The legislature is currently considering AB 327, which takes a different tack from AB1x and SB 695.  It would, among other things, replace the provisions codified by SB 695 (Public Utilities Code 739.9) with language that establishes rate making principles that the California Public Utilities Commission would have to follow when considering changes to residential rates.  The principles included in AB 327 are the same as those guiding the ongoing CPUC rulemaking (Scoping Memo R.12-06-013).

Specifically, the bills states the following:

“739.9. (a) In approving changes to the rates and charges to residential customers for electricity usage pursuant to this part, the [Public Utilities Commission] shall determine that the changes are reasonable, including determining that the changes are necessary in order to ensure that the rates and charges paid by residential customers are fair, equitable, and reflect the costs to serve those customers.

(b) In approving any changes to the rates and charges to residential customers for electricity usage pursuant to this part, the commission shall ensure that the rates are consistent with the following principles:

(1) Low-income and medical baseline customers should have access to enough electricity to ensure that basic needs, such as health and comfort, are met at an affordable cost.

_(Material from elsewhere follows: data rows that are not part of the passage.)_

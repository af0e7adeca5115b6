//! Newtype IDs for type-safe document references.
//!
//! Catalog and order documents are keyed by opaque strings assigned by the
//! document store. Use the `define_id!` macro to create type-safe wrappers
//! that prevent accidentally mixing keys from different collections.

/// Macro to define a type-safe, string-backed ID wrapper.
///
/// Creates a newtype wrapper around `String` with:
/// - `Serialize`/`Deserialize` with `#[serde(transparent)]`
/// - `Debug`, `Clone`, `PartialEq`, `Eq`, `PartialOrd`, `Ord`, `Hash`
/// - Conversion methods: `new()`, `as_str()`, `into_inner()`
/// - `From<&str>`, `From<String>` and `Display` implementations
///
/// # Example
///
/// ```rust
/// # use parfum_core::define_id;
/// define_id!(BrandId);
/// define_id!(ReviewId);
///
/// let brand = BrandId::new("dior");
/// let review = ReviewId::new("dior");
///
/// // These are different types, so this won't compile:
/// // let _: BrandId = review;
/// assert_eq!(brand.as_str(), review.as_str());
/// ```
#[macro_export]
macro_rules! define_id {
    ($name:ident) => {
        #[derive(
            Debug,
            Clone,
            PartialEq,
            Eq,
            PartialOrd,
            Ord,
            Hash,
            ::serde::Serialize,
            ::serde::Deserialize
        )]
        #[serde(transparent)]
        pub struct $name(String);

        impl $name {
            /// Create a new ID from any string-like value.
            #[must_use]
            pub fn new(id: impl Into<String>) -> Self {
                Self(id.into())
            }

            /// Borrow the underlying key.
            #[must_use]
            pub fn as_str(&self) -> &str {
                &self.0
            }

            /// Consume the ID and return the underlying key.
            #[must_use]
            pub fn into_inner(self) -> String {
                self.0
            }
        }

        impl ::core::fmt::Display for $name {
            fn fmt(&self, f: &mut ::core::fmt::Formatter<'_>) -> ::core::fmt::Result {
                f.write_str(&self.0)
            }
        }

        impl From<&str> for $name {
            fn from(id: &str) -> Self {
                Self(id.to_owned())
            }
        }

        impl From<String> for $name {
            fn from(id: String) -> Self {
                Self(id)
            }
        }

        impl AsRef<str> for $name {
            fn as_ref(&self) -> &str {
                &self.0
            }
        }
    };
}

// Document keys used across the storefront
define_id!(ProductId);
define_id!(OrderId);
define_id!(UserId);

// A variant key names one purchasable form of a product ("bottle",
// "decant5ml", ...). It is not globally unique on its own; only the pair
// (ProductId, VariantKey) identifies a cart line.
define_id!(VariantKey);

impl VariantKey {
    /// Full bottle variant.
    pub const BOTTLE: &'static str = "bottle";
    /// 5ml decant variant.
    pub const DECANT_5ML: &'static str = "decant5ml";
    /// 10ml decant variant.
    pub const DECANT_10ML: &'static str = "decant10ml";

    /// Whether this key names a decant rather than a full bottle.
    #[must_use]
    pub fn is_decant(&self) -> bool {
        self.0.starts_with("decant")
    }
}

(2) Rates should be based on marginal costs.

(3) Rates should be based on cost-causation principles.

(4) Rates should encourage conservation and energy efficiency.

(5) Rates should encourage the reduction of both coincident and noncoincident peak demand.

(6) Rates should be stable and understandable and provide customer choice.

(7) Rates should generally avoid cross-subsidies, unless a cross-subsidy appropriately supports explicit state policy goals.

(8) Incentives should be explicit and transparent.

(9) Rates should encourage economically efficient decision-making.

(10) Transitions to new rate structures should be accompanied by customer education and outreach that enhances customer understanding and acceptance of the new rates, and should minimize and appropriately consider the bill impacts on customers associated with the transition.

(c) By no later than January 31, 2014, the commission shall report to the Legislature its findings and recommendations relating to tiered residential electric service rates pursuant to its Order Instituting Rulemaking in Rulemaking 12-06-013.”[AB 327]

AB 327 has passed out of the Assembly and is making its way through the Senate.  If enacted, it will inform the ongoing Rulemaking (R.12-06-013) at the CPUC.  Note that another bill, SB 743, is also making its way through the legislature. It makes changes to residential CARE rates for low-income customers.  It remains to be seen what the outcome will be from the current effort to revisit residential rates, but it is safe to say that there will be changes to the current structure.